Recorded data Start Marker

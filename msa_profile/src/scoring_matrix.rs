//! Symmetric substitution matrices in the AAindex format (http://www.genome.jp/aaindex/).
//!
//! ```text
//! H MCLA710101
//! D ...
//! M rows = ARNDCQEGHILKMFPSTWYV, cols = ARNDCQEGHILKMFPSTWYV
//!       8.
//!       2.      8.
//! ```
//! Comment lines come first, then the `M` line declaring the alphabet,
//! then the lower triangle, one row per symbol, in 8-character wide fields.
use crate::error::{Error, Result};
use crate::triangular::TriangularMatrix;
use std::fs::File;
use std::io::{BufRead, BufReader};
use std::path::Path;

const FIELD_WIDTH: usize = 8;

#[derive(Debug, Clone)]
pub struct ScoringMatrix {
    alphabet: Vec<u8>,
    index_table: Vec<Option<usize>>,
    scores: TriangularMatrix<f64>,
    normalized: TriangularMatrix<f64>,
    min: f64,
    max: f64,
}

impl std::fmt::Display for ScoringMatrix {
    fn fmt(&self, f: &mut std::fmt::Formatter) -> std::fmt::Result {
        writeln!(f, "Normalized:")?;
        for (i, &a) in self.alphabet.iter().enumerate() {
            write!(f, "{:>9}", a as char)?;
            for j in 0..=i {
                write!(f, "{:>9.3}", self.normalized.get(i, j))?;
            }
            writeln!(f)?;
        }
        write!(f, "{:>9}", ' ')?;
        for &a in self.alphabet.iter() {
            write!(f, "{:>9}", a as char)?;
        }
        Ok(())
    }
}

impl ScoringMatrix {
    pub fn from_file<P: AsRef<Path>>(file: P) -> Result<Self> {
        let path = file.as_ref();
        if path.as_os_str().is_empty() {
            let why = std::io::Error::new(
                std::io::ErrorKind::InvalidInput,
                "score matrix file name is empty",
            );
            return Err(Error::file(path, why));
        }
        debug!("Read scoring matrix in {}", path.display());
        let reader = File::open(path).map_err(|why| Error::file(path, why))?;
        Self::from_reader(BufReader::new(reader))
    }
    pub fn from_reader<R: BufRead>(reader: R) -> Result<Self> {
        let mut lines = reader.lines();
        let header = loop {
            match lines.next() {
                Some(line) => {
                    let line = line?;
                    if line.starts_with('M') {
                        break line;
                    }
                }
                None => {
                    let msg = "no line starting with 'M' declaring the alphabet";
                    return Err(Error::Parse(msg.to_string()));
                }
            }
        };
        let alphabet = parse_alphabet(&header)?;
        let size = alphabet.len();
        let mut scores = TriangularMatrix::new(size);
        let (mut min, mut max) = (std::f64::MAX, std::f64::MIN);
        for i in 0..size {
            let line = match lines.next() {
                Some(line) => line?,
                None => {
                    let msg = format!("{} rows are declared but only {} follow", size, i);
                    return Err(Error::Parse(msg));
                }
            };
            for (j, value) in parse_row(&line, i)?.into_iter().enumerate() {
                min = min.min(value);
                max = max.max(value);
                scores.set(i, j, value);
            }
        }
        for line in lines {
            let line = line?;
            let line = line.trim();
            if line.starts_with("//") {
                break;
            } else if !line.is_empty() {
                let msg = format!("{} rows are declared but more follow:\"{}\"", size, line);
                return Err(Error::Parse(msg));
            }
        }
        if max <= min {
            return Err(Error::DegenerateMatrix(min));
        }
        let mut normalized = TriangularMatrix::new(size);
        for i in 0..size {
            for j in 0..=i {
                normalized.set(i, j, (scores.get(i, j) - min) / (max - min));
            }
        }
        let mut index_table = vec![None; 256];
        for (idx, &a) in alphabet.iter().enumerate() {
            index_table[a as usize] = Some(idx);
        }
        let matrix = Self {
            alphabet,
            index_table,
            scores,
            normalized,
            min,
            max,
        };
        debug!("{}", matrix);
        Ok(matrix)
    }
    pub fn alphabet(&self) -> &[u8] {
        &self.alphabet
    }
    pub fn len(&self) -> usize {
        self.alphabet.len()
    }
    pub fn is_empty(&self) -> bool {
        self.alphabet.is_empty()
    }
    pub fn min(&self) -> f64 {
        self.min
    }
    pub fn max(&self) -> f64 {
        self.max
    }
    pub fn index(&self, symbol: u8) -> Result<usize> {
        self.index_table[symbol as usize].ok_or(Error::SymbolNotFound(symbol as char))
    }
    pub fn score(&self, a: u8, b: u8) -> Result<f64> {
        Ok(self.scores.get(self.index(a)?, self.index(b)?))
    }
    /// (score(a,b) - min) / (max - min), in [0,1].
    pub fn norm_score(&self, a: u8, b: u8) -> Result<f64> {
        Ok(self.normalized.get(self.index(a)?, self.index(b)?))
    }
    #[inline]
    pub fn score_by_index(&self, i: usize, j: usize) -> f64 {
        self.scores.get(i, j)
    }
    #[inline]
    pub fn norm_score_by_index(&self, i: usize, j: usize) -> f64 {
        self.normalized.get(i, j)
    }
}

fn parse_alphabet(header: &str) -> Result<Vec<u8>> {
    let error = || Error::Parse(format!("cannot find the alphabet in \"{}\"", header));
    let start = header.find('=').ok_or_else(error)? + 1;
    let rest = &header[start..];
    let end = rest.find(',').unwrap_or_else(|| rest.len());
    let alphabet: Vec<u8> = rest[..end].trim().bytes().collect();
    if alphabet.is_empty() {
        return Err(error());
    }
    for (i, a) in alphabet.iter().enumerate() {
        if alphabet[..i].contains(a) {
            let msg = format!("{} appears twice in the alphabet", *a as char);
            return Err(Error::Parse(msg));
        }
    }
    Ok(alphabet)
}

// Row `row` holds row + 1 values.
fn parse_row(line: &str, row: usize) -> Result<Vec<f64>> {
    let error = || {
        let msg = format!("row {} should hold {} values:\"{}\"", row + 1, row + 1, line);
        Error::Parse(msg)
    };
    if line.split_whitespace().count() > row + 1 {
        return Err(error());
    }
    let fixed: Option<Vec<f64>> = (0..=row)
        .map(|j| {
            let end = ((j + 1) * FIELD_WIDTH).min(line.len());
            line.get(j * FIELD_WIDTH..end)
                .and_then(|field| field.trim().parse().ok())
        })
        .collect();
    if let Some(values) = fixed {
        return Ok(values);
    }
    let values: Vec<f64> = line
        .split_whitespace()
        .take(row + 1)
        .filter_map(|field| field.parse().ok())
        .collect();
    if values.len() == row + 1 {
        Ok(values)
    } else {
        Err(error())
    }
}
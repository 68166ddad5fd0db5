//! Weighted Shannon entropy.
//!
//! p_a = sum of the weights of the rows with symbol a,
//! t(x) = -1/ln(min(K,N)) * sum p_a ln(p_a),
//! and the reported conservation is (1 - t(x)) * (1 - g(x)), g(x) being the gap fraction.
use super::{column_probabilities, entropy};
use msa_profile::{henikoff_weights, Alignment};

pub fn conservation(aln: &Alignment) -> Vec<f64> {
    let weights = henikoff_weights(aln);
    let entropies = weighted_entropy(aln, &weights);
    entropies
        .iter()
        .zip(aln.gap_fractions())
        .map(|(t, g)| (1. - t) * (1. - g))
        .collect()
}

/// t(x) for each column. Zero when min(K,N) < 2, as the entropy is necessarily zero.
pub fn weighted_entropy(aln: &Alignment, weights: &[f64]) -> Vec<f64> {
    let bound = aln.alphabet().len().min(aln.num_sequences());
    if bound < 2 {
        return vec![0.; aln.num_columns()];
    }
    let lambda = 1. / (bound as f64).ln();
    let entropies: Vec<f64> = column_probabilities(aln, weights)
        .iter()
        .map(|probs| entropy(probs) * lambda)
        .collect();
    trace!("Weighted entropy:{:?}", entropies);
    entropies
}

Recorded data End Marker

Return the data above in full. Keep every line exactly as it is.

filename msa_profile/src/scoring_matrix.rs
//! Symmetric substitution matrices in the AAindex format (http://www.genome.jp/aaindex/).
//!
//! ```text
//! H MCLA710101
//! D ...
//! M rows = ARNDCQEGHILKMFPSTWYV, cols = ARNDCQEGHILKMFPSTWYV
//!       8.
//!       2.      8.
//! ```
//! Comment lines come first, then the `M` line declaring the alphabet,
//! then the lower triangle, one row per symbol, in 8-character wide fields.
use crate::error::{Error, Result};
use crate::triangular::TriangularMatrix;
use std::fs::File;
use std::io::{BufRead, BufReader};
use std::path::Path;

const FIELD_WIDTH: usize = 8;

#[derive(Debug, Clone)]
pub struct ScoringMatrix {
    alphabet: Vec<u8>,
    index_table: Vec<Option<usize>>,
    scores: TriangularMatrix<f64>,
    normalized: TriangularMatrix<f64>,
    min: f64,
    max: f64,
}

impl std::fmt::Display for ScoringMatrix {
    fn fmt(&self, f: &mut std::fmt::Formatter) -> std::fmt::Result {
        writeln!(f, "Normalized:")?;
        for (i, &a) in self.alphabet.iter().enumerate() {
            write!(f, "{:>9}", a as char)?;
            for j in 0..=i {
                write!(f, "{:>9.3}", self.normalized.get(i, j))?;
            }
            writeln!(f)?;
        }
        write!(f, "{:>9}", ' ')?;
        for &a in self.alphabet.iter() {
            write!(f, "{:>9}", a as char)?;
        }
        Ok(())
    }
}

impl ScoringMatrix {
    pub fn from_file<P: AsRef<Path>>(file: P) -> Result<Self> {
        let path = file.as_ref();
        if path.as_os_str().is_empty() {
            let why = std::io::Error::new(
                std::io::ErrorKind::InvalidInput,
                "score matrix file name is empty",
            );
            return Err(Error::file(path, why));
        }
        debug!("Read scoring matrix in {}", path.display());
        let reader = File::open(path).map_err(|why| Error::file(path, why))?;
        Self::from_reader(BufReader::new(reader))
    }
    pub fn from_reader<R: BufRead>(reader: R) -> Result<Self> {
        let mut lines = reader.lines();
        let header = loop {
            match lines.next() {
                Some(line) => {
                    let line = line?;
                    if line.starts_with('M') {
                        break line;
                    }
                }
                None => {
                    let msg = "no line starting with 'M' declaring the alphabet";
                    return Err(Error::Parse(msg.to_string()));
                }
            }
        };
        let alphabet = parse_alphabet(&header)?;
        let size = alphabet.len();
        let mut scores = TriangularMatrix::new(size);
        let (mut min, mut max) = (std::f64::MAX, std::f64::MIN);
        for i in 0..size {
            let line = match lines.next() {
                Some(line) => line?,
                None => {
                    let msg = format!("{} rows are declared but only {} follow", size, i);
                    return Err(Error::Parse(msg));
                }
            };
            for (j, value) in parse_row(&line, i)?.into_iter().enumerate() {
                min = min.min(value);
                max = max.max(value);
                scores.set(i, j, value);
            }
        }
        for line in lines {
            let line = line?;
            let line = line.trim();
            if line.starts_with("//") {
                break;
            } else if !line.is_empty() {
                let msg = format!("{} rows are declared but more follow:\"{}\"", size, line);
                return Err(Error::Parse(msg));
            }
        }
        if max <= min {
            return Err(Error::DegenerateMatrix(min));
        }
        let mut normalized = TriangularMatrix::new(size);
        for i in 0..size {
            for j in 0..=i {
                normalized.set(i, j, (scores.get(i, j) - min) / (max - min));
            }
        }
        let mut index_table = vec![None; 256];
        for (idx, &a) in alphabet.iter().enumerate() {
            index_table[a as usize] = Some(idx);
        }
        let matrix = Self {
            alphabet,
            index_table,
            scores,
            normalized,
            min,
            max,
        };
        debug!("{}", matrix);
        Ok(matrix)
    }
    pub fn alphabet(&self) -> &[u8] {
        &self.alphabet
    }
    pub fn len(&self) -> usize {
        self.alphabet.len()
    }
    pub fn is_empty(&self) -> bool {
        self.alphabet.is_empty()
    }
    pub fn min(&self) -> f64 {
        self.min
    }
    pub fn max(&self) -> f64 {
        self.max
    }
    pub fn index(&self, symbol: u8) -> Result<usize> {
        self.index_table[symbol as usize].ok_or(Error::SymbolNotFound(symbol as char))
    }
    pub fn score(&self, a: u8, b: u8) -> Result<f64> {
        Ok(self.scores.get(self.index(a)?, self.index(b)?))
    }
    /// (score(a,b) - min) / (max - min), in [0,1].
    pub fn norm_score(&self, a: u8, b: u8) -> Result<f64> {
        Ok(self.normalized.get(self.index(a)?, self.index(b)?))
    }
    #[inline]
    pub fn score_by_index(&self, i: usize, j: usize) -> f64 {
        self.scores.get(i, j)
    }
    #[inline]
    pub fn norm_score_by_index(&self, i: usize, j: usize) -> f64 {
        self.normalized.get(i, j)
    }
}

fn parse_alphabet(header: &str) -> Result<Vec<u8>> {
    let error = || Error::Parse(format!("cannot find the alphabet in \"{}\"", header));
    let start = header.find('=').ok_or_else(error)? + 1;
    let rest = &header[start..];
    let end = rest.find(',').unwrap_or_else(|| rest.len());
    let alphabet: Vec<u8> = rest[..end].trim().bytes().collect();
    if alphabet.is_empty() {
        return Err(error());
    }
    for (i, a) in alphabet.iter().enumerate() {
        if alphabet[..i].contains(a) {
            let msg = format!("{} appears twice in the alphabet", *a as char);
            return Err(Error::Parse(msg));
        }
    }
    Ok(alphabet)
}

// Row `row` holds row + 1 values.
fn parse_row(line: &str, row: usize) -> Result<Vec<f64>> {
    let error = || {
        let msg = format!("row {} should hold {} values:\"{}\"", row + 1, row + 1, line);
        Error::Parse(msg)
    };
    if line.split_whitespace().count() > row + 1 {
        return Err(error());
    }
    let fixed: Option<Vec<f64>> = (0..=row)
        .map(|j| {
            let end = ((j + 1) * FIELD_WIDTH).min(line.len());
            line.get(j * FIELD_WIDTH..end)
                .and_then(|field| field.trim().parse().ok())
        })
        .collect();
    if let Some(values) = fixed {
        return Ok(values);
    }
    let values: Vec<f64> = line
        .split_whitespace()
        .take(row + 1)
        .filter_map(|field| field.parse().ok())
        .collect();
    if values.len() == row + 1 {
        Ok(values)
    } else {
        Err(error())
    }
}
repository 68166ddad5fd0db5
//! Weighted Shannon entropy.
//!
//! p_a = sum of the weights of the rows with symbol a,
//! t(x) = -1/ln(min(K,N)) * sum p_a ln(p_a),
//! and the reported conservation is (1 - t(x)) * (1 - g(x)), g(x) being the gap fraction.
use super::{column_probabilities, entropy};
use msa_profile::{henikoff_weights, Alignment};

pub fn conservation(aln: &Alignment) -> Vec<f64> {
    let weights = henikoff_weights(aln);
    let entropies = weighted_entropy(aln, &weights);
    entropies
        .iter()
        .zip(aln.gap_fractions())
        .map(|(t, g)| (1. - t) * (1. - g))
        .collect()
}

/// t(x) for each column. Zero when min(K,N) < 2, as the entropy is necessarily zero.
pub fn weighted_entropy(aln: &Alignment, weights: &[f64]) -> Vec<f64> {
    let bound = aln.alphabet().len().min(aln.num_sequences());
    if bound < 2 {
        return vec![0.; aln.num_columns()];
    }
    let lambda = 1. / (bound as f64).ln();
    let entropies: Vec<f64> = column_probabilities(aln, weights)
        .iter()
        .map(|probs| entropy(probs) * lambda)
        .collect();
    trace!("Weighted entropy:{:?}", entropies);
    entropies
}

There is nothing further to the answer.